Harrison & Zeilenga Standards Track [Page 4] RFC 3771 LDAP Intermediate Response April 2004

3.2. Usage with LDAP Request Controls

 Any LDAP operation may be extended by the addition of one or more
 controls ([RFC2251] Section 4.1.12).  A control's semantics may
 include the return of zero or more IntermediateResponse messages
 prior to returning the final result code for the operation.  One or
 more kinds of IntermediateResponse messages may be sent in response
 to a request control.
 All IntermediateResponse messages associated with request controls
 SHALL include a responseName.  This requirement ensures that the
 client can correctly identify the source of IntermediateResponse
 messages when:
    a) two or more controls using IntermediateResponse messages are
       included in a request for any LDAP operation or
    b) one or more controls using IntermediateResponse messages are
       included in a request with an LDAP extended operation that uses
       IntermediateResponse messages.
 A request control that defines the return of multiple kinds of
 IntermediateResponse messages MUST provide and document a mechanism
 for the client to distinguish the kind of IntermediateResponse
 message being sent.  This SHALL be accomplished by using different
 responseName values for each type of IntermediateResponse message
 associated with the request control or by including identifying
 information in the responseValue of each type of IntermediateResponse
 message associated with the request control.

4. Advertising Support for IntermediateResponse Messages

 Because IntermediateResponse messages are associated with extended
 operations or controls and LDAP provides a means for advertising the
 extended operations and controls supported by a server (using the
 supportedExtension ([RFC2252] Section 5.2.3) and supportedControl
 ([RFC2252] Section 5.2.4) attributes of the root DSE), there is no
 need for a separate means of advertising support for intermediate
 response messages.

5. Use of IntermediateResponse and ExtendedResponse with Search

 It is noted that ExtendedResponse messages may be sent in response to
 LDAP search operations with controls ([RFC2251] Section 4.5.2).  This
 use of ExtendedResponse messages SHOULD be viewed as deprecated, in
 favor of use of the IntermediateResponse messages.

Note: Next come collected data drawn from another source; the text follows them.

use std::io;
use std::num::NonZeroUsize;
use std::path::PathBuf;
use std::process::ExitCode;

use clap::Parser;

use fcgi_scripthost::config::{parse_mode, Address};
use fcgi_scripthost::{Config, ProcessEngine, Server};


/// A FastCGI application server running every request's script as a
/// CGI/1.1 child process.
#[derive(Debug, Parser)]
#[command(version, about)]
struct Args {
    /// Where to listen, as `unix:<path>` or `tcp:<host>:<port>`
    #[arg(short, long, env = "SCRIPTHOST_ADDRESS", default_value = Config::DEFAULT_ADDRESS)]
    address: Address,
    /// Maximum number of simultaneously served connections
    #[arg(long, env = "SCRIPTHOST_MAX_CONNS", default_value = "4")]
    max_conns: NonZeroUsize,
    /// Maximum number of active requests per connection
    #[arg(long, env = "SCRIPTHOST_MAX_REQS", default_value = "4")]
    max_reqs: NonZeroUsize,
    /// Octal permissions of a Unix socket
    #[arg(long, env = "SCRIPTHOST_SOCKET_MODE", default_value = "660", value_parser = parse_mode)]
    socket_mode: u32,
    /// Run scripts through this interpreter instead of executing them directly
    #[arg(short, long, env = "SCRIPTHOST_INTERPRETER")]
    interpreter: Option<PathBuf>,
}

impl Args {
    fn split(self) -> (Config, ProcessEngine) {
        let config = Config {
            address: self.address,
            max_conns: self.max_conns,
            max_reqs: self.max_reqs,
            socket_mode: self.socket_mode,
        };
        let engine = self.interpreter.map_or_else(ProcessEngine::new, ProcessEngine::with_interpreter);
        (config, engine)
    }
}


#[tokio::main]
async fn main() -> ExitCode {
    let (config, engine) = Args::parse().split();
    init_tracing();
    tracing::debug!(?config, ?engine, "configuration loaded");

    let server = Server::new(config, engine);
    let listener = match server.bind().await {
        Ok(l) => l,
        Err(e) => {
            let error: &dyn std::error::Error = &e;
            tracing::error!(error, address = %server.config().address, "binding listener failed");
            return ExitCode::FAILURE;
        },
    };

    // Serve FastCGI connections until we receive a quit signal
    let res = tokio::select! {
        biased;  // poll in order, so quit() future first
        r = quit() => r,
        () = server.serve(&listener) => Ok(()),
    };
    if let Err(e) = res {
        let error: &dyn std::error::Error = &e;
        tracing::error!(error, "waiting for quit signal failed");
    }

    // Let active connections finish their current message before exiting
    server.shutdown().await;
    drop(listener);
    ExitCode::SUCCESS
}


/// Waits for a signal to shut the FastCGI server down.
#[cfg(not(unix))]
fn quit() -> impl std::future::Future<Output = io::Result<()>> {
    tokio::signal::ctrl_c()
}

/// Waits for a signal to shut the FastCGI server down.
#[cfg(unix)]
async fn quit() -> io::Result<()> {
    use tokio::signal::unix::{signal, SignalKind};
    let mut term = signal(SignalKind::terminate())?;
    tokio::select! {
        r = tokio::signal::ctrl_c() => r,
        _ = term.recv() => Ok(()),
    }
}


/// Sets up a `tracing` subscriber writing to stderr. Its verbosity level is
/// configured with the `RUST_LOG` environment variable.
fn init_tracing() {
    use tracing_subscriber::{filter::LevelFilter, fmt};
    let max_level = match std::env::var("RUST_LOG") {
        Ok(var) if !var.is_empty() => var.parse::<LevelFilter>().unwrap_or_else(|e| {
            eprintln!("Ignoring `RUST_LOG={var}`: {e}");
            LevelFilter::INFO
        }),
        Ok(_) | Err(std::env::VarError::NotPresent) => LevelFilter::INFO,
        Err(e) => {
            eprintln!("Ignoring `RUST_LOG`: {e}");
            LevelFilter::INFO
        },
    };

    fmt::fmt()
        .with_timer(fmt::time::uptime())
        .with_max_level(max_level)
        .with_writer(io::stderr)
        .init();
}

Harrison & Zeilenga Standards Track [Page 5] RFC 3771 LDAP Intermediate Response April 2004

6. Security Considerations

 This document describes an enhancement to LDAP.  All security
 considerations of [RFC3377] apply to this document; however, it does
 not introduce any new security considerations to LDAP.
 Security considerations specific to each extension using this
 protocol mechanism shall be discussed in the technical specification
 detailing the extension.

7. IANA Considerations

 Registration of the following value has been completed [RFC3383].

7.1. LDAP Message Type

 The IANA has registered an LDAP Message Type (25) to identify the
 LDAP IntermediateResponse message as defined in section 3 of this
 document.
 The following registration template is suggested:
 Subject: Request for LDAP Message Type Registration
 Person & email address to contact for further information:
    Roger Harrison <roger_harrison@novell.com>
    Specification: RFC3771
    Author/Change Controller: IESG
    Comments: Identifies the LDAP IntermediateResponse Message

8. Acknowledgments

 The authors would like to acknowledge the members of the IETF LDAP
 Extensions (ldapext) working group mail list who responded to the
 suggestion that a multiple-response paradigm might be useful for LDAP
 extended requests.  Special thanks to two individuals: David Wilbur
 who first introduced the idea on the working group list, and Thomas
 Salter, who succinctly summarized the group's discussion.

9. References

9.1. Normative References

 [RFC2119]  Bradner, S., "Key Words for use in RFCs to Indicate
            Requirement Levels", BCP 14, RFC 2119, March 1997.
 [RFC2251]  Wahl, M., Howes, T. and S. Kille, "Lightweight Directory
            Access Protocol (v3)", RFC 2251, December 1997.

Harrison & Zeilenga Standards Track [Page 6] RFC 3771 LDAP Intermediate Response April 2004

 [RFC2252]  Wahl, M., Coulbeck, A., Howes, T. and S.  Kille,
            "Lightweight Directory Access Protocol (v3): Attribute
            Syntax Definitions", RFC 2252, December 1997.
 [RFC3377]  Hodges, J. and R. Morgan, "Lightweight Directory Access
            Protocol (v3): Technical Specification", RFC 3377,
            September 2002.
 [RFC3383]  Zeilenga, K., "Internet Assigned Numbers Authority (IANA)
            Considerations for the Lightweight Directory Access
            Protocol (LDAP)", BCP 64, RFC 3383, September 2002.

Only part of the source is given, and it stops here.